Finley and China Girl and Puppet Cams, Oh, My!
For Oz the Great and Powerful, director Sam Raimi was in very good hands once again with Sony Pictures Imageworks and VFX supervisor Scott Stokdyk, who helped him with his Spider-Man trilogy. But then this was a horse of a different color, you might say, because Raimi had never built an entire world before and had never tinkered with 3-D.
Yet it was decided early on that they would veer toward the practical whenever possible and shoot in 3-D (using Red Epics and 3ality Technica 3-D rigs) rather than do a post conversion as part of the design process. That is why they built massive sound stages and revolving sets in downtown Detroit (Raimi's hometown) and only supplemented with blue screen when virtual work was required. As for the 3-D, they could control the convergence and create proper depth and volume in keeping with the fantastical experience but at the same time making it comfortable for the viewer.

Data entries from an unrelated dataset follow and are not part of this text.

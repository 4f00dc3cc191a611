//! Discussion prompt lookup without rebuilding the block list.

use serde_json::Value;

/// Custom discussion prompt stored next to the blocks, trimmed. Empty when absent or unreadable.
pub fn extract_discussion_prompt(content: Option<&str>) -> String {
  content
    .and_then(|c| serde_json::from_str::<Value>(c.trim()).ok())
    .as_ref()
    .and_then(|doc| doc.get("discussionPrompt"))
    .and_then(Value::as_str)
    .map(|p| p.trim().to_string())
    .unwrap_or_default()
}

/// Prompt shown in the forum: the custom one, or a generic question about the day.
pub fn discussion_prompt_or_default(content: Option<&str>, day_title: &str) -> String {
  let custom = extract_discussion_prompt(content);
  if !custom.is_empty() {
    return custom;
  }
  let title = day_title.trim();
  if title.is_empty() {
    "¿Qué aprendiste hoy? Comparte tu avance con el grupo.".to_string()
  } else {
    format!("¿Qué aprendiste en \"{title}\"? Comparte tu avance con el grupo.")
  }
}

#[cfg(test)]
mod tests {
  use super::*;

  #[test]
  fn reads_prompt_from_payload() {
    let c = r#"{"version":2,"blocks":[],"discussionPrompt":"  Sube tu captura  "}"#;
    assert_eq!(extract_discussion_prompt(Some(c)), "Sube tu captura");
  }

  #[test]
  fn never_fails() {
    assert_eq!(extract_discussion_prompt(None), "");
    assert_eq!(extract_discussion_prompt(Some("{broken")), "");
    assert_eq!(extract_discussion_prompt(Some("plain legacy text")), "");
    assert_eq!(extract_discussion_prompt(Some("[1,2]")), "");
    assert_eq!(extract_discussion_prompt(Some(r#"{"discussionPrompt":7}"#)), "");
  }

  #[test]
  fn default_mentions_day_title() {
    let p = discussion_prompt_or_default(Some(r#"{"version":2,"blocks":[]}"#), "Día 1: Setup");
    assert!(p.contains("Día 1: Setup"));
    assert_eq!(discussion_prompt_or_default(Some(r#"{"discussionPrompt":"x"}"#), "ignored"), "x");
  }
}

Oscar-winning production designer Robert Stromberg (Avatar), who worked on Tim Burton's Alice in Wonderland with Imageworks, and who is currently directing Maleficent, believed that a more even mix between the practical and the virtual would not only ground the actors and artists in a believable reality but also enhance the theatricality.
This certainly runs counter to the perception that Oz is all CG glitter, so either the balance got altered in post or we're misreading what we're actually seeing.
But where Sony's real wizardry can be witnessed is in the creation of the two primary CG characters, Finley, the cute flying monkey with a bellhop suit (voiced by Zach Braff), and China Girl (voiced by Joey King), the manipulative porcelain doll, who aid Oz in his quest for greatness. Yet Raimi insisted on capturing Braff's and King's performances onset with Franco without having to rely on performance- captured animation. So they utilized a workable Finley puppet (courtesy of special effects makeup artist Howard Berger) and an elaborate China Girl marionette (courtesy of puppet master Phillip Huber) as stand-ins, placing Braff and King in soundproof booths off set using a video link they called "Puppet Cam." This way, they could remotely interact with one another whenever they couldn't be together on set.
"Carrying over from Imageworks' experience doing animated features and Alice, we thought it was important to have great interaction between the actors playing the CG characters and James Franco on set," Stokdyk suggests. "That rippled through production and post, so as animators [under the supervision of Troy Saliba] worked on China Girl, they looked at the marionette performance on set along with the video reference of Joey King's face. Then they looked at what Oz was doing. It was all performance-based reference. For Finley, it was Braff's facial performance and real reference of a capuchin monkey and video reference of real birds since he's a [cross between a monkey and a bird]."
Finley (the counterpart to Oz's assistant in Kansas), in fact, was based on the capuchin monkey. "He was designed to be expressive facially and very cute and to remind us of Frank through his performance," Stokdyk continues. "Troy was able to bring some of the idiosyncrasies of Zack's performance from the Kansas sequence into the character animation. Early on I saw a lot of very expressive photographs of capuchin with tight wrinkling above the brow that looked almost human. It provided an instant read of his expressions."